My partner of 8 years has bi-polar. He has been well managed on lithium for many years and when he is taking his medication he is happy, not a nasty person and just gets on with things.
He was under the care of a local mental health team until earlier in the year but was discharged from that service. He said he doesn't have the diagnosis anymore and that the psychiatrist confirmed this and stopped the medication (he may have been taking it sporadically before then but generally he took it and was fine).
He doesn't accept the bi-polar diagnosis and has always been unhappy about it but generally it was all a non event as he has been fine for years and just took the medication and got on with things.
Unfortunately since he stopped the medication in March-ish things have now come crashing down. He has been manic since mid-September with no sign of anything improving. He has no idea there is anything wrong despite having a complete change of personality. He has become extremely nasty. Extremely nasty. Random and muddled. Pressured speech and random tangents. He has ZERO insight into anything and genuinely can not see there is a complete change in him and something is wrong
He thinks there is something wrong with me. Yes there is, I am extremely anxious and on edge as I never know what I'm going to get from one minute to the next. He has become almost obsessed with my health and me seeing doctors, dentists, optometrists.. you name it he wants me to see it.
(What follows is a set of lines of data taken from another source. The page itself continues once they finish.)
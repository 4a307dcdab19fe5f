//! # In-Memory World State
//!
//! Ordered in-memory implementation of the world-state ports, used by tests
//! and by the runtime harness. Snapshots let the runtime persist state to a
//! JSON file between invocations.

use crate::domain::{value_digest, KeyValue, ReadWriteSet, StoreError, WriteOp};
use crate::ports::{CommitReceipt, StateCommitter, StateRangeStream, WorldState};
use async_trait::async_trait;
use serde::{Deserialize, Serialize};
use std::collections::BTreeMap;
use std::ops::Bound;
use std::path::Path;
use std::sync::RwLock;
use tracing::debug;

/// In-memory world-state keyed in lexicographic order.
#[derive(Debug, Default)]
pub struct InMemoryWorldState {
    entries: RwLock<BTreeMap<String, Vec<u8>>>,
}

impl InMemoryWorldState {
    /// Create a new empty state.
    #[must_use]
    pub fn new() -> Self {
        Self::default()
    }

    /// Number of live keys.
    pub fn len(&self) -> Result<usize, StoreError> {
        Ok(self.read_entries()?.len())
    }

    pub fn is_empty(&self) -> Result<bool, StoreError> {
        Ok(self.read_entries()?.is_empty())
    }

    /// Export every entry, values hex-encoded.
    pub fn snapshot(&self) -> Result<StateSnapshot, StoreError> {
        let entries = self
            .read_entries()?
            .iter()
            .map(|(k, v)| (k.clone(), hex::encode(v)))
            .collect();
        Ok(StateSnapshot { entries })
    }

    /// Build a state from a snapshot.
    pub fn from_snapshot(snapshot: StateSnapshot) -> Result<Self, StoreError> {
        let mut entries = BTreeMap::new();
        for (key, value) in snapshot.entries {
            let bytes = hex::decode(&value)
                .map_err(|e| StoreError::Snapshot(format!("key {key:?}: {e}")))?;
            entries.insert(key, bytes);
        }
        Ok(Self {
            entries: RwLock::new(entries),
        })
    }

    fn read_entries(
        &self,
    ) -> Result<std::sync::RwLockReadGuard<'_, BTreeMap<String, Vec<u8>>>, StoreError> {
        self.entries.read().map_err(|_| StoreError::LockPoisoned)
    }

    fn write_entries(
        &self,
    ) -> Result<std::sync::RwLockWriteGuard<'_, BTreeMap<String, Vec<u8>>>, StoreError> {
        self.entries.write().map_err(|_| StoreError::LockPoisoned)
    }
}

/// `(start, end)` bounds for a scan, or `None` when the range is empty.
fn scan_bounds(start_key: &str, end_key: &str) -> Option<(Bound<String>, Bound<String>)> {
    if !start_key.is_empty() && !end_key.is_empty() && start_key >= end_key {
        return None;
    }
    let start = if start_key.is_empty() {
        Bound::Unbounded
    } else {
        Bound::Included(start_key.to_string())
    };
    let end = if end_key.is_empty() {
        Bound::Unbounded
    } else {
        Bound::Excluded(end_key.to_string())
    };
    Some((start, end))
}

#[async_trait]
impl WorldState for InMemoryWorldState {
    async fn get_state(&self, key: &str) -> Result<Option<Vec<u8>>, StoreError> {
        Ok(self.read_entries()?.get(key).cloned())
    }

    async fn put_state(&self, key: &str, value: Vec<u8>) -> Result<(), StoreError> {
        self.write_entries()?.insert(key.to_string(), value);
        Ok(())
    }

    async fn delete_state(&self, key: &str) -> Result<(), StoreError> {
        self.write_entries()?.remove(key);
        Ok(())
    }

    async fn get_state_by_range(
        &self,
        start_key: &str,
        end_key: &str,
    ) -> Result<StateRangeStream, StoreError> {
        let items: Vec<Result<KeyValue, StoreError>> = match scan_bounds(start_key, end_key) {
            Some(bounds) => self
                .read_entries()?
                .range::<String, _>(bounds)
                .map(|(k, v)| Ok(KeyValue::new(k.clone(), v.clone())))
                .collect(),
            None => Vec::new(),
        };
        Ok(Box::pin(tokio_stream::iter(items)))
    }
}

#[async_trait]
impl StateCommitter for InMemoryWorldState {
    /// Validates and applies under one write lock.
    async fn commit(&self, rwset: &ReadWriteSet) -> Result<CommitReceipt, StoreError> {
        let mut entries = self.write_entries()?;

        for (key, seen) in rwset.reads() {
            if entries.get(key).map(|v| value_digest(v)) != *seen {
                debug!(key = %key, "Read set no longer matches world-state");
                return Err(StoreError::MvccReadConflict { key: key.clone() });
            }
        }

        let mut receipt = CommitReceipt::default();
        for (key, op) in rwset.writes() {
            match op {
                WriteOp::Put(value) => {
                    entries.insert(key.clone(), value.clone());
                    receipt.puts += 1;
                }
                WriteOp::Delete => {
                    entries.remove(key);
                    receipt.deletes += 1;
                }
            }
        }
        Ok(receipt)
    }
}

// =============================================================================
// SNAPSHOT
// =============================================================================

/// Serializable copy of the world-state.
#[derive(Clone, Debug, Default, PartialEq, Eq, Serialize, Deserialize)]
pub struct StateSnapshot {
    /// Key -> hex-encoded value.
    pub entries: BTreeMap<String, String>,
}

impl StateSnapshot {
    /// Read a snapshot file. A missing file yields an empty snapshot.
    pub fn load(path: &Path) -> Result<Self, StoreError> {
        if !path.exists() {
            return Ok(Self::default());
        }
        let raw = std::fs::read_to_string(path)
            .map_err(|e| StoreError::Snapshot(format!("{}: {e}", path.display())))?;
        serde_json::from_str(&raw)
            .map_err(|e| StoreError::Snapshot(format!("{}: {e}", path.display())))
    }

    /// Write the snapshot as pretty JSON.
    pub fn save(&self, path: &Path) -> Result<(), StoreError> {
        let raw = serde_json::to_string_pretty(self)
            .map_err(|e| StoreError::Snapshot(e.to_string()))?;
        std::fs::write(path, raw)
            .map_err(|e| StoreError::Snapshot(format!("{}: {e}", path.display())))
    }
}

// =============================================================================
// TESTS
// =============================================================================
Has anyone been in this situation? I am getting to a point of desperation as this has been going on for 6 weeks now and is destroying my mental health. It will be almost impossible for us to come back from this as he is continually nasty and rude to me. I understand it's the condition but that doesn't make it any easier.
I just need support really as I have no one IRL to turn to. What can I do? We have two children and I have no where to go or money to go anywhere with. There is more but this is long. Thanks for reading if you got this far.